• _Activity_
Find every line in the records below that contains "types", and copy it.

Dataset entries:

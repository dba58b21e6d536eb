//! Data structures and algorithms
//!
//! - `database`: entry types for parsed tree objects
//! - `ignore`: exclusion rules (glob matching, patterns, per-repo cache)
//! - `index`: staged index entry format
//! - `monitor`: file-change monitoring and monitored caches
//! - `objects`: object types (blob, tree, commit)

pub mod database;
pub mod ignore;
pub mod index;
pub mod monitor;
pub mod objects;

• _The completed task_
//! - `database`: entry types for parsed tree objects
//! - `objects`: object types (blob, tree, commit)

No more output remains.